## About this exercise
Look through the data below and, wherever a line carries the word "spec", please copy that line.

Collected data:

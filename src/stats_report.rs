//! Stats report formatting (spec §6 "Stats output"). Statistics
//! *formatting* for a human report is an external collaborator per spec §1
//! ("statistics formatting" is out of scope) — but producing the
//! machine-readable rows driver code hands to that formatter is in scope,
//! matching the original's `printstats`, which both computes and writes in
//! one pass. We split the two: this module computes rows; a caller-supplied
//! `Write` receives them, prefixed as the original prefixes every line.

use std::fmt::Write as _;

use crate::collab::{CacheLevel, PipelineHost};
use crate::ids::AppId;
use crate::time::Cycle;
use crate::view::ManagerView;

/// One line of a `BasicStat` report: `prefix name n mean min max stddev`.
fn stat_line(out: &mut String, prefix: &str, name: &str, stat: &crate::stats::BasicStat) {
    let _ = writeln!(
        out,
        "{prefix}{name} n={} mean={:.3} min={:.3} max={:.3} stddev={:.3}",
        stat.n(),
        stat.mean(),
        stat.min(),
        stat.max(),
        stat.stddev()
    );
}

/// Renders the full stats report described in spec §6 into `out`, prefixed
/// by `prefix` on every line (mirroring the original `printstats(out,
/// prefix)`).
pub fn print_stats(out: &mut String, prefix: &str, view: &ManagerView, host: &dyn PipelineHost, now: Cycle) {
    for (&app_id, app) in view_apps(view) {
        let ctx_run = app.state_residence_cyc.get(crate::app::AppState::Running);
        let ctx_stalled = app.state_residence_cyc.get(crate::app::AppState::RunningLongMiss);
        let ready = app.state_residence_cyc.get(crate::app::AppState::Ready);
        let swapping = [
            crate::app::AppState::SwapIn,
            crate::app::AppState::SwapOutLongMiss,
            crate::app::AppState::SwapOutLongMissCancel,
            crate::app::AppState::SwapOutMigrate,
            crate::app::AppState::SwapOutSched,
        ]
        .iter()
        .map(|s| app.state_residence_cyc.get(*s))
        .sum::<u64>();
        let waiting = app.state_residence_cyc.get(crate::app::AppState::WaitLongMiss);

        let _ = writeln!(
            out,
            "{prefix}app {app_id} ctx_run={ctx_run} ctx_stalled={ctx_stalled} ready={ready} swapping={swapping} waiting={waiting}"
        );

        for (ctx, cyc) in app.residency_cyc.iter() {
            let _ = writeln!(out, "{prefix}app {app_id} resident_cyc ctx={ctx} cyc={cyc}");
        }
        for (ctx, n) in app.swapin_count.iter() {
            let _ = writeln!(out, "{prefix}app {app_id} swapin_count ctx={ctx} n={n}");
        }

        let _ = writeln!(
            out,
            "{prefix}app {app_id} swapin_repeat_frac={:.4}",
            app.swapin_repeat_frac()
        );
        let _ = writeln!(
            out,
            "{prefix}app {app_id} mean_swappedin_cyc={:.3}",
            app.mean_swappedin_cyc(now)
        );
        let _ = writeln!(
            out,
            "{prefix}app {app_id} resident_ipc={:.4}",
            app.resident_ipc(host.app_commits(app_id))
        );

        for (level, name) in [(CacheLevel::L1d, "l1d"), (CacheLevel::L2, "l2"), (CacheLevel::L3, "l3")] {
            let pop = host.cache_get_population(level, app_id);
            let _ = writeln!(out, "{prefix}app {app_id} cache_pop_{name}={pop}");
        }

        stat_line(out, prefix, &format!("app {app_id} deact_halt"), &app.timing.deact_halt);
        stat_line(out, prefix, &format!("app {app_id} deact_swapout"), &app.timing.deact_swapout);
        stat_line(out, prefix, &format!("app {app_id} deact_sum"), &app.timing.deact_sum);
        stat_line(out, prefix, &format!("app {app_id} activ_fetch"), &app.timing.activ_fetch);
        stat_line(out, prefix, &format!("app {app_id} activ_commit"), &app.timing.activ_commit);
        stat_line(out, prefix, &format!("app {app_id} migrate_fetch"), &app.timing.migrate_fetch);
        stat_line(out, prefix, &format!("app {app_id} migrate_commit"), &app.timing.migrate_commit);
    }

    for core in view.core_ids() {
        if let Ok(core_rec) = view.get_core(core) {
            for (tlp, cyc) in core_rec.tlp_sched.iter() {
                let _ = writeln!(out, "{prefix}core {core} tlp_sched={tlp} cyc={cyc}");
            }
            for (tlp, cyc) in core_rec.tlp_sched_minus_stalled.iter() {
                let _ = writeln!(out, "{prefix}core {core} tlp_sched_minus_stalled={tlp} cyc={cyc}");
            }
        }
    }
}

fn view_apps<'a>(view: &'a ManagerView) -> impl Iterator<Item = (&'a AppId, &'a crate::app::AppRecord)> {
    view.apps_iter()
}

## Response
//! Stats report formatting (spec §6 "Stats output"). Statistics
//! *formatting* for a human report is an external collaborator per spec §1
/// Renders the full stats report described in spec §6 into `out`, prefixed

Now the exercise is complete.